In a specific embodiment the invention relates to a process for production of normal alkanes by hydrotreating mixtures of triglycerides (or compounds derived—from triglycerides, including free fatty acids) and vacuum gasoil. The mixtures are 99.5 to 50 wt % vacuum gasoil, with the remainder of the feedstock being triglycerides, or triglyceride-derived molecules such as diglycerides, monoglyceries and free-fatty acids. The triglycerides may include sunflower oil, rapeseed oil, soybean oil, canola oil, waste vegetable oil (yellow grease), animal fats, or trap grease. Tall oil or other biomass derived oils, containing mixtures of free fatty acids and triglycerides can also be used for the hydrotreating process. The catalysts that can be used include sulfided NiMo/Al₂O₃, CoMo/Al₂O₃ or other standard hydrotreating catalysts known to those skilled in the art. The hydrotreating reaction conditions include temperatures from 300 to 450° C., inlet H₂ partial pressures of 35 to 200 bar, and LHSV of 0.2 to 15 h⁻¹.

BRIEF DESCRIPTION OF THE DRAWINGS

FIG. 1 shows the reaction mechanism for conversion of triglycerides.

FIG. 2 represents sulfur conversion for hydrotreating of vegetable oil-heavy gas oil feeds.

FIG. 3. represents the nitrogen conversion for hydrotreating of vegetable oil-heavy gas oil feeds.

FIG. 4. shows simulated distillation yields for hydrotreating of vegetable oil-heavy gas oil feeds.

FIG. 5. shows normal alkane, CO, CO₂, and propane yields for hydrotreating of vegetable oil-heavy gas oil feeds.

FIG. 6. shows the percentage of normal C₁₅ to C₁₈ alkanes in a 250 to 380° C. simulated distillation fraction as a function of hydrotreating temperature and percentage of vegetable oil in vacuum gasoil.

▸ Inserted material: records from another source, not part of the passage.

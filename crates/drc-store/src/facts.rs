//! Loading facts from flat text files.
//!
//! Each non-empty line holds one fact: the predicate name followed by its
//! values. Lines containing a tab are split on tabs, so values may contain
//! spaces. Other lines are split on runs of whitespace, and a value wrapped
//! in double quotes may contain whitespace. Surrounding double quotes are
//! stripped in both modes. Lines whose first non-blank character is `#` are
//! comments.
//!
//! ```text
//! # university facts
//! student         jane    "Jane Dane"
//! immatriculated  jane    2016
//! ```
//!
//! The arity of a predicate is inferred from its first fact; every later
//! fact of the same predicate must agree.

use std::collections::{BTreeMap, BTreeSet};
use std::path::Path;

use drc_core::Schema;
use tracing::debug;

use crate::error::{Result, StoreError};

/// A stored tuple, or a query result row.
pub type Row = Vec<String>;

/// The tuples of one predicate.
#[derive(Debug, Clone, Default, PartialEq, Eq)]
pub struct Relation {
    arity: usize,
    tuples: BTreeSet<Row>,
}

impl Relation {
    /// Number of values per tuple.
    #[must_use]
    pub const fn arity(&self) -> usize {
        self.arity
    }

    /// The distinct tuples, in text order.
    #[must_use]
    pub const fn tuples(&self) -> &BTreeSet<Row> {
        &self.tuples
    }

    /// Number of distinct tuples.
    #[must_use]
    pub fn len(&self) -> usize {
        self.tuples.len()
    }

    /// Returns true if the relation holds no tuple.
    #[must_use]
    pub fn is_empty(&self) -> bool {
        self.tuples.is_empty()
    }
}

/// Facts grouped by predicate.
#[derive(Debug, Clone, Default, PartialEq, Eq)]
pub struct FactSet {
    relations: BTreeMap<String, Relation>,
}

impl FactSet {
    /// Creates an empty fact set.
    #[must_use]
    pub const fn new() -> Self {
        Self {
            relations: BTreeMap::new(),
        }
    }

    /// Parses facts from text.
    ///
    /// # Errors
    ///
    /// Returns [`StoreError::MalformedFact`] or [`StoreError::ArityConflict`]
    /// for the first offending line.
    #[allow(clippy::should_implement_trait)]
    pub fn from_str(text: &str) -> Result<Self> {
        let mut facts = Self::new();
        facts.extend_from_str("<input>", text)?;
        Ok(facts)
    }

    /// Reads and merges several fact files.
    ///
    /// # Errors
    ///
    /// Returns [`StoreError::Read`] if a file cannot be read, or a parse
    /// error for the first offending line.
    pub fn load<P: AsRef<Path>>(paths: &[P]) -> Result<Self> {
        let mut facts = Self::new();
        for path in paths {
            facts.extend_from_file(path.as_ref())?;
        }
        Ok(facts)
    }

    /// Reads one fact file into this set.
    ///
    /// # Errors
    ///
    /// Returns [`StoreError::Read`] if the file cannot be read, or a parse
    /// error for the first offending line.
    pub fn extend_from_file(&mut self, path: &Path) -> Result<()> {
        let text = std::fs::read_to_string(path).map_err(|source| StoreError::Read {
            path: path.to_path_buf(),
            source,
        })?;
        self.extend_from_str(&path.display().to_string(), &text)
    }

    /// Parses facts from text into this set. `origin` names the text in
    /// error messages.
    ///
    /// # Errors
    ///
    /// Returns [`StoreError::MalformedFact`] or [`StoreError::ArityConflict`]
    /// for the first offending line.
    pub fn extend_from_str(&mut self, origin: &str, text: &str) -> Result<()> {
        let before = self.fact_count();
        for (index, line) in text.lines().enumerate() {
            let trimmed = line.trim();
            if trimmed.is_empty() || trimmed.starts_with('#') {
                continue;
            }
            let malformed = |message: &str| StoreError::MalformedFact {
                origin: String::from(origin),
                line: index + 1,
                message: String::from(message),
            };
            let mut fields = split_fields(line).map_err(malformed)?.into_iter();
            let predicate = fields
                .next()
                .filter(|name| !name.is_empty())
                .ok_or_else(|| malformed("missing predicate name"))?;
            let values: Row = fields.collect();

            let relation = self
                .relations
                .entry(predicate.clone())
                .or_insert_with(|| Relation {
                    arity: values.len(),
                    tuples: BTreeSet::new(),
                });
            if relation.arity != values.len() {
                return Err(StoreError::ArityConflict {
                    predicate,
                    expected: relation.arity,
                    found: values.len(),
                    origin: String::from(origin),
                    line: index + 1,
                });
            }
            relation.tuples.insert(values);
        }
        debug!(
            origin,
            facts = self.fact_count() - before,
            relations = self.relations.len(),
            "loaded facts"
        );
        Ok(())
    }

    /// Returns a relation by predicate name.
    #[must_use]
    pub fn relation(&self, name: &str) -> Option<&Relation> {
        self.relations.get(name)
    }

    /// Iterates over relations in name order.
    pub fn relations(&self) -> impl Iterator<Item = (&str, &Relation)> {
        self.relations.iter().map(|(name, rel)| (name.as_str(), rel))
    }

    /// Total number of distinct facts.
    #[must_use]
    pub fn fact_count(&self) -> usize {
        self.relations.values().map(Relation::len).sum()
    }

    /// The inferred schema: relation `p` of arity `n` has columns
    /// `c1..cn`.
    #[must_use]
    pub fn schema(&self) -> Schema {
        let mut schema = Schema::new();
        for (name, relation) in &self.relations {
            schema.insert(name.clone(), column_names(relation.arity));
        }
        schema
    }

    pub(crate) fn into_relations(self) -> BTreeMap<String, Relation> {
        self.relations
    }
}

/// Column names used for inferred relations.
#[must_use]
pub fn column_names(arity: usize) -> Vec<String> {
    (1..=arity).map(|i| format!("c{i}")).collect()
}

fn split_fields(line: &str) -> std::result::Result<Vec<String>, &'static str> {
    if line.contains('\t') {
        return Ok(line
            .trim_start()
            .split('\t')
            .map(|field| unquote(field.trim()))
            .collect());
    }

    let mut fields = vec![];
    let mut rest = line.trim_start();
    while !rest.is_empty() {
        if let Some(quoted) = rest.strip_prefix('"') {
            let end = quoted.find('"').ok_or("unterminated quoted value")?;
            fields.push(String::from(&quoted[..end]));
            rest = &quoted[end + 1..];
            if rest.starts_with(|c: char| !c.is_whitespace()) {
                return Err("unexpected text after quoted value");
            }
        } else {
            let end = rest.find(char::is_whitespace).unwrap_or(rest.len());
            fields.push(String::from(&rest[..end]));
            rest = &rest[end..];
        }
        rest = rest.trim_start();
    }
    Ok(fields)
}

fn unquote(field: &str) -> String {
    field
        .strip_prefix('"')
        .and_then(|inner| inner.strip_suffix('"'))
        .unwrap_or(field)
        .to_string()
}

#[cfg(test)]
mod tests {
    use super::*;

    fn row(values: &[&str]) -> Row {
        values.iter().map(|v| String::from(*v)).collect()
    }

    #[test]
    fn test_split_whitespace() {
        assert_eq!(
            split_fields("  student jane   \"Jane Dane\" "),
            Ok(row(&["student", "jane", "Jane Dane"]))
        );
        assert_eq!(split_fields("flag"), Ok(row(&["flag"])));
        assert_eq!(split_fields(r#"p """#), Ok(row(&["p", ""])));
    }

    #[test]
    fn test_split_tabs_keeps_spaces() {
        assert_eq!(
            split_fields("lecture\talgebra1\tAlgebra 1"),
            Ok(row(&["lecture", "algebra1", "Algebra 1"]))
        );
        assert_eq!(
            split_fields("student\tjane\t\"Jane Dane\""),
            Ok(row(&["student", "jane", "Jane Dane"]))
        );
    }

    #[test]
    fn test_split_tabs_trims_fields() {
        assert_eq!(
            split_fields("  student\tjane \t Jane Dane  "),
            Ok(row(&["student", "jane", "Jane Dane"]))
        );
        assert_eq!(split_fields("\tp\t\"a \" "), Ok(row(&["p", "a "])));

        let facts = FactSet::from_str("  student\tjane \nregistered jane algebra1\n").unwrap();
        let names: Vec<&str> = facts.relations().map(|(name, _)| name).collect();
        assert_eq!(names, ["registered", "student"]);
        assert!(facts
            .relation("student")
            .is_some_and(|r| r.tuples().contains(&row(&["jane"]))));
    }

    #[test]
    fn test_split_errors() {
        assert_eq!(
            split_fields(r#"p "abc"#),
            Err("unterminated quoted value")
        );
        assert_eq!(
            split_fields(r#"p "a"b"#),
            Err("unexpected text after quoted value")
        );
    }

    #[test]
    fn test_parse_and_infer_schema() {
        let facts = FactSet::from_str(
            "# comment\n\nstudent jane \"Jane Dane\"\nstudent john \"John Doe\"\nflag\nstudent jane \"Jane Dane\"\n",
        )
        .unwrap();
        assert_eq!(facts.fact_count(), 3);
        assert_eq!(facts.relation("student").map(Relation::len), Some(2));
        assert_eq!(facts.relation("flag").map(Relation::arity), Some(0));

        let schema = facts.schema();
        assert_eq!(
            schema.columns("student"),
            Some(&[String::from("c1"), String::from("c2")][..])
        );
        assert_eq!(schema.arity("flag"), Some(0));
    }

    #[test]
    fn test_arity_conflict() {
        let err = FactSet::from_str("p a b\np c\n").unwrap_err();
        match err {
            StoreError::ArityConflict {
                predicate,
                expected,
                found,
                line,
                ..
            } => {
                assert_eq!(predicate, "p");
                assert_eq!((expected, found, line), (2, 1, 2));
            }
            other => panic!("unexpected error {other:?}"),
        }
    }

    #[test]
    fn test_malformed_line_number() {
        let err = FactSet::from_str("p a\n\np \"b\n").unwrap_err();
        assert!(matches!(err, StoreError::MalformedFact { line: 3, .. }));
    }

    #[test]
    fn test_empty_predicate_name() {
        let err = FactSet::from_str("\ta\tb\n").unwrap_err();
        assert!(matches!(err, StoreError::MalformedFact { line: 1, .. }));
    }

    #[test]
    fn test_column_names() {
        assert_eq!(column_names(3), ["c1", "c2", "c3"]);
        assert!(column_names(0).is_empty());
    }
}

FIG. 7. shows the percentage of maximum theoretical yields of n-C₁₅-C₁₈ alkanes for hydrotreating of vegetable oil-heavy gas oil feeds.

DETAILED DESCRIPTION OF THE INVENTION

This invention generally relates to a process for mild hydroconversion of oxygenated hydrocarbon compounds, comprising the step of contacting a reaction feed comprising an oxygenated hydrocarbon compound with a hydroconversion catalyst material at a reaction pressure of less than 100 bar. In a preferred embodiment the reaction pressure is less than 40 bar.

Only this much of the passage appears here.